Requirement — Only lines holding the string "false" are wanted; copy each one from the material.
________________
//! Collection statistics.

use std::sync::atomic::{AtomicU64, AtomicUsize, Ordering};
use std::time::{Duration, Instant};

use crate::collector::{CollectorType, GcCause, GcType};

/// Statistics from one collection.
#[derive(Debug, Clone, Copy)]
pub struct GcMetrics {
    /// Id of the collection, as logged in its `gc_collect` span.
    pub gc_id: u64,
    /// Why the collection ran.
    pub cause: GcCause,
    /// Collector that ran.
    pub collector_type: CollectorType,
    /// Scope of the collection.
    pub gc_type: GcType,
    /// Wall time of the collection body.
    pub duration: Duration,
    /// Time mutators were suspended.
    pub pause: Duration,
    /// Objects reclaimed outside the large-object space.
    pub freed_objects: usize,
    /// Bytes reclaimed outside the large-object space.
    pub freed_bytes: usize,
    /// Large objects reclaimed.
    pub freed_large_objects: usize,
    /// Large-object bytes reclaimed.
    pub freed_large_object_bytes: usize,
    /// Objects copied or marked live.
    pub objects_surviving: usize,
    /// Heap bytes allocated after the collection.
    pub bytes_allocated: usize,
    /// Target footprint after the collection.
    pub target_footprint: usize,
    /// Duration of the initialize phase.
    pub initialize_duration: Duration,
    /// Duration of the marking phase.
    pub mark_duration: Duration,
    /// Duration of the reclaim phase.
    pub reclaim_duration: Duration,
    /// Collections since the heap was created, this one included.
    pub total_collections: usize,
    /// Whether soft references were cleared.
    pub cleared_soft_references: bool,
}

impl Default for GcMetrics {
    fn default() -> Self {
        Self::new()
    }
}

impl GcMetrics {
    /// Metrics with every field zeroed.
    #[must_use]
    pub const fn new() -> Self {
        Self {
            gc_id: 0,
            cause: GcCause::Explicit,
            collector_type: CollectorType::None,
            gc_type: GcType::None,
            duration: Duration::ZERO,
            pause: Duration::ZERO,
            freed_objects: 0,
            freed_bytes: 0,
            freed_large_objects: 0,
            freed_large_object_bytes: 0,
            objects_surviving: 0,
            bytes_allocated: 0,
            target_footprint: 0,
            initialize_duration: Duration::ZERO,
            mark_duration: Duration::ZERO,
            reclaim_duration: Duration::ZERO,
            total_collections: 0,
            cleared_soft_references: false,
        }
    }

    /// Total bytes reclaimed, large objects included.
    #[must_use]
    pub const fn total_freed_bytes(&self) -> usize {
        self.freed_bytes + self.freed_large_object_bytes
    }
}

/// Captures per-phase durations.
///
/// ```
/// use spacegc::PhaseTimer;
///
/// let mut timer = PhaseTimer::new();
/// timer.start();
/// // ... bind bitmaps, swap stacks ...
/// timer.end_initialize();
/// timer.start();
/// // ... mark ...
/// timer.end_marking();
/// timer.start();
/// // ... sweep ...
/// timer.end_reclaim();
/// ```
#[derive(Debug, Clone, Copy, Default)]
pub struct PhaseTimer {
    /// Initialize phase time.
    pub initialize: Duration,
    /// Marking phase time.
    pub marking: Duration,
    /// Reclaim phase time.
    pub reclaim: Duration,
    current_start: Option<Instant>,
}

impl PhaseTimer {
    /// A timer with every duration zero.
    #[must_use]
    pub const fn new() -> Self {
        Self {
            initialize: Duration::ZERO,
            marking: Duration::ZERO,
            reclaim: Duration::ZERO,
            current_start: None,
        }
    }

    /// Starts timing a phase.
    pub fn start(&mut self) {
        self.current_start = Some(Instant::now());
    }

    /// Ends the initialize phase.
    pub fn end_initialize(&mut self) {
        if let Some(start) = self.current_start.take() {
            self.initialize = start.elapsed();
        }
    }

    /// Ends the marking phase.
    pub fn end_marking(&mut self) {
        if let Some(start) = self.current_start.take() {
            self.marking = start.elapsed();
        }
    }

    /// Ends the reclaim phase.
    pub fn end_reclaim(&mut self) {
        if let Some(start) = self.current_start.take() {
            self.reclaim = start.elapsed();
        }
    }
}

/// Cumulative counters for one heap.
#[derive(Debug, Default)]
pub struct HeapMetrics {
    collections: AtomicUsize,
    sticky_collections: AtomicUsize,
    partial_collections: AtomicUsize,
    full_collections: AtomicUsize,
    bytes_freed: AtomicUsize,
    objects_freed: AtomicUsize,
    pause_ns: AtomicU64,
    blocking_collections: AtomicUsize,
    blocking_time_ns: AtomicU64,
    wait_time_ns: AtomicU64,
    gc_for_alloc: AtomicUsize,
    delayed_ooms: AtomicUsize,
    homogeneous_compactions: AtomicUsize,
    homogeneous_compactions_rejected: AtomicUsize,
    concurrent_requests: AtomicUsize,
}

impl HeapMetrics {
    /// Zeroed counters.
    #[must_use]
    pub fn new() -> Self {
        Self::default()
    }

    pub(crate) fn record_collection(&self, metrics: &GcMetrics, blocking: bool) -> usize {
        match metrics.gc_type {
            GcType::Sticky => &self.sticky_collections,
            GcType::Partial => &self.partial_collections,
            GcType::Full | GcType::None => &self.full_collections,
        }
        .fetch_add(1, Ordering::Relaxed);
        self.bytes_freed
            .fetch_add(metrics.total_freed_bytes(), Ordering::Relaxed);
        self.objects_freed.fetch_add(
            metrics.freed_objects + metrics.freed_large_objects,
            Ordering::Relaxed,
        );
        self.pause_ns
            .fetch_add(duration_ns(metrics.pause), Ordering::Relaxed);
        if blocking {
            self.blocking_collections.fetch_add(1, Ordering::Relaxed);
            self.blocking_time_ns
                .fetch_add(duration_ns(metrics.duration), Ordering::Relaxed);
        }
        self.collections.fetch_add(1, Ordering::Relaxed) + 1
    }

    pub(crate) fn record_wait(&self, waited: Duration) {
        self.wait_time_ns
            .fetch_add(duration_ns(waited), Ordering::Relaxed);
    }

    pub(crate) fn record_gc_for_alloc(&self) {
        self.gc_for_alloc.fetch_add(1, Ordering::Relaxed);
    }

    pub(crate) fn record_delayed_oom(&self) {
        self.delayed_ooms.fetch_add(1, Ordering::Relaxed);
    }

    pub(crate) fn record_homogeneous_compaction(&self, performed: bool) {
        if performed {
            &self.homogeneous_compactions
        } else {
            &self.homogeneous_compactions_rejected
        }
        .fetch_add(1, Ordering::Relaxed);
    }

    pub(crate) fn record_concurrent_request(&self) {
        self.concurrent_requests.fetch_add(1, Ordering::Relaxed);
    }

    /// Collections run.
    #[must_use]
    pub fn total_collections(&self) -> usize {
        self.collections.load(Ordering::Relaxed)
    }

    /// Sticky collections run.
    #[must_use]
    pub fn sticky_collections(&self) -> usize {
        self.sticky_collections.load(Ordering::Relaxed)
    }

    /// Partial collections run.
    #[must_use]
    pub fn partial_collections(&self) -> usize {
        self.partial_collections.load(Ordering::Relaxed)
    }

    /// Full collections run.
    #[must_use]
    pub fn full_collections(&self) -> usize {
        self.full_collections.load(Ordering::Relaxed)
    }

    /// Bytes freed by all collections.
    #[must_use]
    pub fn total_bytes_freed(&self) -> usize {
        self.bytes_freed.load(Ordering::Relaxed)
    }

    /// Objects freed by all collections.
    #[must_use]
    pub fn total_objects_freed(&self) -> usize {
        self.objects_freed.load(Ordering::Relaxed)
    }

    /// Total time mutators were suspended.
    #[must_use]
    pub fn total_pause(&self) -> Duration {
        Duration::from_nanos(self.pause_ns.load(Ordering::Relaxed))
    }

    /// Collections that ran on a mutator thread that needed memory.
    #[must_use]
    pub fn blocking_collections(&self) -> usize {
        self.blocking_collections.load(Ordering::Relaxed)
    }

    /// Time spent in blocking collections.
    #[must_use]
    pub fn blocking_time(&self) -> Duration {
        Duration::from_nanos(self.blocking_time_ns.load(Ordering::Relaxed))
    }

    /// Time threads spent waiting for another thread's collection.
    #[must_use]
    pub fn total_wait_time(&self) -> Duration {
        Duration::from_nanos(self.wait_time_ns.load(Ordering::Relaxed))
    }

    /// Collections triggered by a failed allocation.
    #[must_use]
    pub fn gc_for_alloc_count(&self) -> usize {
        self.gc_for_alloc.load(Ordering::Relaxed)
    }

    /// Allocations that only succeeded after an OOM-driven compaction.
    #[must_use]
    pub fn delayed_ooms(&self) -> usize {
        self.delayed_ooms.load(Ordering::Relaxed)
    }

    /// Homogeneous space compactions performed.
    #[must_use]
    pub fn homogeneous_compactions(&self) -> usize {
        self.homogeneous_compactions.load(Ordering::Relaxed)
    }

    /// Homogeneous space compactions rejected.
    #[must_use]
    pub fn homogeneous_compactions_rejected(&self) -> usize {
        self.homogeneous_compactions_rejected.load(Ordering::Relaxed)
    }

    /// Concurrent collections requested.
    #[must_use]
    pub fn concurrent_requests(&self) -> usize {
        self.concurrent_requests.load(Ordering::Relaxed)
    }
}

fn duration_ns(d: Duration) -> u64 {
    u64::try_from(d.as_nanos()).unwrap_or(u64::MAX)
}

#[cfg(test)]
mod tests {
    use super::*;

    #[test]
    fn test_phase_timer_records_each_phase() {
        let mut timer = PhaseTimer::new();
        timer.start();
        timer.end_initialize();
        timer.start();
        std::thread::sleep(Duration::from_millis(1));
        timer.end_marking();
        assert!(timer.marking >= Duration::from_millis(1));
        timer.end_reclaim();
        assert_eq!(timer.reclaim, Duration::ZERO);
    }

    #[test]
    fn test_record_collection_counts_by_type() {
        let metrics = HeapMetrics::new();
        let sticky = GcMetrics {
            gc_type: GcType::Sticky,
            freed_bytes: 100,
            freed_large_object_bytes: 4096,
            freed_objects: 2,
            freed_large_objects: 1,
            ..GcMetrics::new()
        };
        assert_eq!(metrics.record_collection(&sticky, true), 1);
        let full = GcMetrics {
            gc_type: GcType::Full,
            ..GcMetrics::new()
        };
        assert_eq!(metrics.record_collection(&full, false), 2);
        assert_eq!(metrics.sticky_collections(), 1);
        assert_eq!(metrics.full_collections(), 1);
        assert_eq!(metrics.total_bytes_freed(), 4196);
        assert_eq!(metrics.total_objects_freed(), 3);
        assert_eq!(metrics.blocking_collections(), 1);
    }
}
________________
Written answer —
            cleared_soft_references: false,
        assert_eq!(metrics.record_collection(&full, false), 2);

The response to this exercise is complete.